Show all lines from the data that include the word "None".

══ RECORDS FOR PROCESSING

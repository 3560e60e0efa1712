//! Read-only status routes.

use axum::extract::State;
use axum::http::{StatusCode, header};
use axum::response::{IntoResponse, Json};
use serde::Serialize;
use tracing::warn;

use crate::render::Orientation;
use crate::state::NodeHandle;

#[derive(Debug, Serialize)]
pub struct ProjectorsCalibrated {
    /// `None` until projector bring-up has published a value.
    pub calibrated: Option<bool>,
}

/// `GET /projectors_calibrated` — latest latched projector flag.
pub async fn projectors_calibrated(State(node): State<NodeHandle>) -> Json<ProjectorsCalibrated> {
    Json(ProjectorsCalibrated { calibrated: node.status.current() })
}

/// `GET /scene.jpg` — render the current scene upright, for debugging
/// without a projector attached.
pub async fn scene_jpeg(State(node): State<NodeHandle>) -> Result<impl IntoResponse, StatusCode> {
    let scene = node.scene_snapshot().await.map_err(|_| StatusCode::SERVICE_UNAVAILABLE)?;
    let renderer = node.renderer.clone();
    let jpeg = tokio::task::spawn_blocking(move || renderer.render_jpeg(&scene, Orientation::TopDown))
        .await
        .map_err(|e| {
            warn!(error = %e, "scene.jpg: render worker failed");
            StatusCode::INTERNAL_SERVER_ERROR
        })?
        .map_err(|e| {
            warn!(error = %e, "scene.jpg: render failed");
            StatusCode::INTERNAL_SERVER_ERROR
        })?;
    Ok(([(header::CONTENT_TYPE, "image/jpeg")], jpeg))
}
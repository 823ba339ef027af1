//! Configuration with builder pattern.
//!
//! Two configuration types cover the two phases of the crate:
//!
//! - [`BuildConfig`]: limits applied when validating adapter arrays into trees
//! - [`ExplainOptions`]: what to compute for a batch of samples
//!
//! Both use the `bon` crate for builder generation and validate on `build()`.
//!
//! # Example
//!
//! ```
//! use treeshap::{ExplainOptions, OutputTransform};
//!
//! // All defaults: attributions only, additivity checked at 1e-6
//! let options = ExplainOptions::builder().build().unwrap();
//! assert!(options.check_additivity);
//!
//! // Interactions on the first 10 trees, reported in probability space
//! let options = ExplainOptions::builder()
//!     .interactions(true)
//!     .tree_limit(10)
//!     .output_transform(OutputTransform::Logistic)
//!     .n_threads(4)
//!     .build()
//!     .unwrap();
//! ```

use bon::Builder;

use crate::repr::OutputTransform;

/// Default maximum tree depth accepted at construction.
pub const DEFAULT_MAX_DEPTH: usize = 64;

/// Hard limit on tree depth. Traversal recursion is bounded by this.
pub const MAX_SUPPORTED_DEPTH: usize = 512;

/// Default relative tolerance for `cover(node) == cover(left) + cover(right)`.
pub const DEFAULT_COVER_TOLERANCE: f64 = 1e-4;

/// Default additivity tolerance, relative to `max(1, |prediction|)`.
pub const DEFAULT_ADDITIVITY_TOLERANCE: f64 = 1e-6;

// =============================================================================
// ConfigError
// =============================================================================

/// Errors that can occur during configuration validation.
#[derive(Debug, Clone, PartialEq)]
pub enum ConfigError {
    /// Maximum depth above [`MAX_SUPPORTED_DEPTH`].
    InvalidMaxDepth(usize),
    /// A tolerance that is negative or not finite.
    InvalidTolerance { field: &'static str, value: f64 },
    /// `tree_limit` must be at least 1 when set.
    InvalidTreeLimit,
}

impl std::fmt::Display for ConfigError {
    fn fmt(&self, f: &mut std::fmt::Formatter<'_>) -> std::fmt::Result {
        match self {
            Self::InvalidMaxDepth(v) => {
                write!(f, "max_depth must be at most {}, got {}", MAX_SUPPORTED_DEPTH, v)
            }
            Self::InvalidTolerance { field, value } => {
                write!(f, "{} must be finite and non-negative, got {}", field, value)
            }
            Self::InvalidTreeLimit => write!(f, "tree_limit must be at least 1"),
        }
    }
}

impl std::error::Error for ConfigError {}

fn check_tolerance(field: &'static str, value: f64) -> Result<(), ConfigError> {
    if value.is_finite() && value >= 0.0 {
        Ok(())
    } else {
        Err(ConfigError::InvalidTolerance { field, value })
    }
}

// =============================================================================
// BuildConfig
// =============================================================================

/// Limits applied while validating a tree.
///
/// # Example
///
/// ```
/// use treeshap::BuildConfig;
///
/// let config = BuildConfig::builder().max_depth(128).build().unwrap();
/// assert_eq!(config.max_depth, 128);
/// ```
#[derive(Debug, Clone, Builder)]
#[builder(
    derive(Clone, Debug),
    finish_fn(vis = "", name = __build_internal)
)]
pub struct BuildConfig {
    /// Deepest accepted tree (root at depth 0). Default: 64.
    #[builder(default = DEFAULT_MAX_DEPTH)]
    pub max_depth: usize,

    /// Relative tolerance for the cover consistency check. Default: 1e-4.
    ///
    /// A node passes when `|cover - (left + right)| <= tol * max(cover, left + right)`.
    #[builder(default = DEFAULT_COVER_TOLERANCE)]
    pub cover_tolerance: f64,
}

impl<S: build_config_builder::IsComplete> BuildConfigBuilder<S> {
    /// Build and validate the configuration.
    ///
    /// # Errors
    ///
    /// Returns [`ConfigError`] if `max_depth` exceeds [`MAX_SUPPORTED_DEPTH`]
    /// or `cover_tolerance` is negative or non-finite.
    pub fn build(self) -> Result<BuildConfig, ConfigError> {
        let config = self.__build_internal();
        config.validate()?;
        Ok(config)
    }
}

impl BuildConfig {
    fn validate(&self) -> Result<(), ConfigError> {
        if self.max_depth > MAX_SUPPORTED_DEPTH {
            return Err(ConfigError::InvalidMaxDepth(self.max_depth));
        }
        check_tolerance("cover_tolerance", self.cover_tolerance)
    }
}

impl Default for BuildConfig {
    fn default() -> Self {
        Self {
            max_depth: DEFAULT_MAX_DEPTH,
            cover_tolerance: DEFAULT_COVER_TOLERANCE,
        }
    }
}

// =============================================================================
// ExplainOptions
// =============================================================================

/// What to compute for a batch of samples.
///
/// Attributions are always exact in margin space. `output_transform` only
/// affects the reported predictions and expected output.
#[derive(Debug, Clone, Builder)]
#[builder(
    derive(Clone, Debug),
    finish_fn(vis = "", name = __build_internal)
)]
pub struct ExplainOptions {
    /// Also compute the `(M+1) x (M+1)` interaction matrix per sample. Default: false.
    #[builder(default)]
    pub interactions: bool,

    /// Verify `sum(attributions) + base == prediction` per sample. Default: true.
    #[builder(default = true)]
    pub check_additivity: bool,

    /// Relative additivity tolerance. Default: 1e-6.
    #[builder(default = DEFAULT_ADDITIVITY_TOLERANCE)]
    pub additivity_tolerance: f64,

    /// Override the ensemble's output transform. `None` uses the ensemble's.
    pub output_transform: Option<OutputTransform>,

    /// Only use the first `n` trees. `None` uses all of them.
    pub tree_limit: Option<usize>,

    /// Number of worker threads. 0 = all cores, 1 = sequential. Default: 0.
    #[builder(default)]
    pub n_threads: usize,
}

impl<S: explain_options_builder::IsComplete> ExplainOptionsBuilder<S> {
    /// Build and validate the options.
    ///
    /// # Errors
    ///
    /// Returns [`ConfigError`] for a negative or non-finite tolerance or a
    /// `tree_limit` of zero.
    pub fn build(self) -> Result<ExplainOptions, ConfigError> {
        let options = self.__build_internal();
        options.validate()?;
        Ok(options)
    }
}

impl ExplainOptions {
    fn validate(&self) -> Result<(), ConfigError> {
        check_tolerance("additivity_tolerance", self.additivity_tolerance)?;
        if self.tree_limit == Some(0) {
            return Err(ConfigError::InvalidTreeLimit);
        }
        Ok(())
    }
}

impl Default for ExplainOptions {
    fn default() -> Self {
        Self {
            interactions: false,
            check_additivity: true,
            additivity_tolerance: DEFAULT_ADDITIVITY_TOLERANCE,
            output_transform: None,
            tree_limit: None,
            n_threads: 0,
        }
    }
}

// =============================================================================
// Tests
// =============================================================================

#[cfg(test)]
mod tests {
    use super::*;

    #[test]
    fn test_default_build_config_is_valid() {
        let config = BuildConfig::builder().build().unwrap();
        assert_eq!(config.max_depth, DEFAULT_MAX_DEPTH);
        assert!((config.cover_tolerance - 1e-4).abs() < 1e-12);
    }

    #[test]
    fn test_max_depth_above_limit() {
        let result = BuildConfig::builder().max_depth(MAX_SUPPORTED_DEPTH + 1).build();
        assert!(matches!(result, Err(ConfigError::InvalidMaxDepth(_))));
    }

    #[test]
    fn test_negative_cover_tolerance() {
        let result = BuildConfig::builder().cover_tolerance(-1.0).build();
        assert!(matches!(
            result,
            Err(ConfigError::InvalidTolerance {
                field: "cover_tolerance",
                ..
            })
        ));
    }

    #[test]
    fn test_default_options_match_builder() {
        let built = ExplainOptions::builder().build().unwrap();
        let default = ExplainOptions::default();
        assert_eq!(built.interactions, default.interactions);
        assert_eq!(built.check_additivity, default.check_additivity);
        assert_eq!(built.additivity_tolerance, default.additivity_tolerance);
        assert_eq!(built.output_transform, default.output_transform);
        assert_eq!(built.tree_limit, default.tree_limit);
        assert_eq!(built.n_threads, default.n_threads);
    }

    #[test]
    fn test_zero_tree_limit_rejected() {
        let result = ExplainOptions::builder().tree_limit(0).build();
        assert!(matches!(result, Err(ConfigError::InvalidTreeLimit)));
    }

    #[test]
    fn test_nan_additivity_tolerance_rejected() {
        let result = ExplainOptions::builder().additivity_tolerance(f64::NAN).build();
        assert!(matches!(result, Err(ConfigError::InvalidTolerance { .. })));
    }

    #[test]
    fn test_error_display() {
        let err = ConfigError::InvalidTreeLimit;
        assert_eq!(err.to_string(), "tree_limit must be at least 1");
    }
}
//! Ensemble persistence.
//!
//! Two formats share one schema ([`schema::EnsembleSchema`]):
//!
//! - JSON: `{"format_version": 1, "ensemble": {...}}`, human-readable
//! - Binary: a checksummed 32-byte header plus a postcard payload, see [`native`]
//!
//! Loading always re-validates every tree, so a file that loads is an ensemble
//! that could have been built directly.
//!
//! # Example
//!
//! ```
//! use treeshap::{BuildConfig, Ensemble, OutputTransform, TreeArrays};
//!
//! let mut tree = TreeArrays::new();
//! tree.push_split(0, 0.5, 1, 2, 2.0);
//! tree.push_leaf(-1.0, 1.0);
//! tree.push_leaf(1.0, 1.0);
//! let ensemble =
//!     Ensemble::from_arrays(vec![tree], 1, 0.0, OutputTransform::Identity, &BuildConfig::default())
//!         .unwrap();
//!
//! let bytes = ensemble.to_bytes().unwrap();
//! let loaded = Ensemble::from_bytes(&bytes).unwrap();
//! assert_eq!(loaded.n_trees(), 1);
//!
//! let mut json = Vec::new();
//! ensemble.write_json(&mut json).unwrap();
//! let loaded = Ensemble::read_json(json.as_slice()).unwrap();
//! assert_eq!(loaded.expected_value(), ensemble.expected_value());
//! ```

mod convert;
mod error;
pub mod native;
pub mod schema;

pub use error::{ReadError, WriteError};

use std::io::{Read, Write};

use tracing::debug;

use crate::config::BuildConfig;
use crate::repr::Ensemble;

use schema::{EnsembleDocument, EnsembleSchema, FORMAT_VERSION};

impl Ensemble {
    // =========================================================================
    // JSON
    // =========================================================================

    /// Write the ensemble as a pretty-printed JSON document.
    pub fn write_json<W: Write>(&self, writer: W) -> Result<(), WriteError> {
        let document = EnsembleDocument {
            format_version: FORMAT_VERSION,
            ensemble: EnsembleSchema::from(self),
        };
        serde_json::to_writer_pretty(writer, &document)?;
        Ok(())
    }

    /// Read a JSON document written by [`write_json`](Self::write_json).
    pub fn read_json<R: Read>(reader: R) -> Result<Self, ReadError> {
        Self::read_json_with(reader, &BuildConfig::default())
    }

    /// Read a JSON document, validating trees with `config`.
    pub fn read_json_with<R: Read>(reader: R, config: &BuildConfig) -> Result<Self, ReadError> {
        let document: EnsembleDocument = serde_json::from_reader(reader)?;
        if document.format_version > FORMAT_VERSION {
            return Err(ReadError::UnsupportedVersion {
                major: document.format_version,
                minor: 0,
            });
        }
        let ensemble = document.ensemble.into_ensemble(config)?;
        debug!(n_trees = ensemble.n_trees(), "loaded ensemble from JSON");
        Ok(ensemble)
    }

    // =========================================================================
    // Binary
    // =========================================================================

    /// Write the ensemble in the native binary format.
    pub fn write_binary<W: Write>(&self, mut writer: W) -> Result<(), WriteError> {
        native::write_to(&mut writer, &EnsembleSchema::from(self))
    }

    /// Read the native binary format.
    pub fn read_binary<R: Read>(reader: R) -> Result<Self, ReadError> {
        Self::read_binary_with(reader, &BuildConfig::default())
    }

    /// Read the native binary format, validating trees with `config`.
    pub fn read_binary_with<R: Read>(mut reader: R, config: &BuildConfig) -> Result<Self, ReadError> {
        let ensemble = native::read_from(&mut reader)?.into_ensemble(config)?;
        debug!(n_trees = ensemble.n_trees(), "loaded ensemble from binary");
        Ok(ensemble)
    }

    /// Serialize to a byte vector in the native binary format.
    pub fn to_bytes(&self) -> Result<Vec<u8>, WriteError> {
        let mut buf = Vec::new();
        self.write_binary(&mut buf)?;
        Ok(buf)
    }

    /// Deserialize from bytes in the native binary format.
    pub fn from_bytes(bytes: &[u8]) -> Result<Self, ReadError> {
        Self::read_binary(bytes)
    }
}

════

▶ **WRITTEN ANSWER**
    /// `None` until projector bring-up has published a value.
    /// Override the ensemble's output transform. `None` uses the ensemble's.
    /// Only use the first `n` trees. `None` uses all of them.
            output_transform: None,
            tree_limit: None,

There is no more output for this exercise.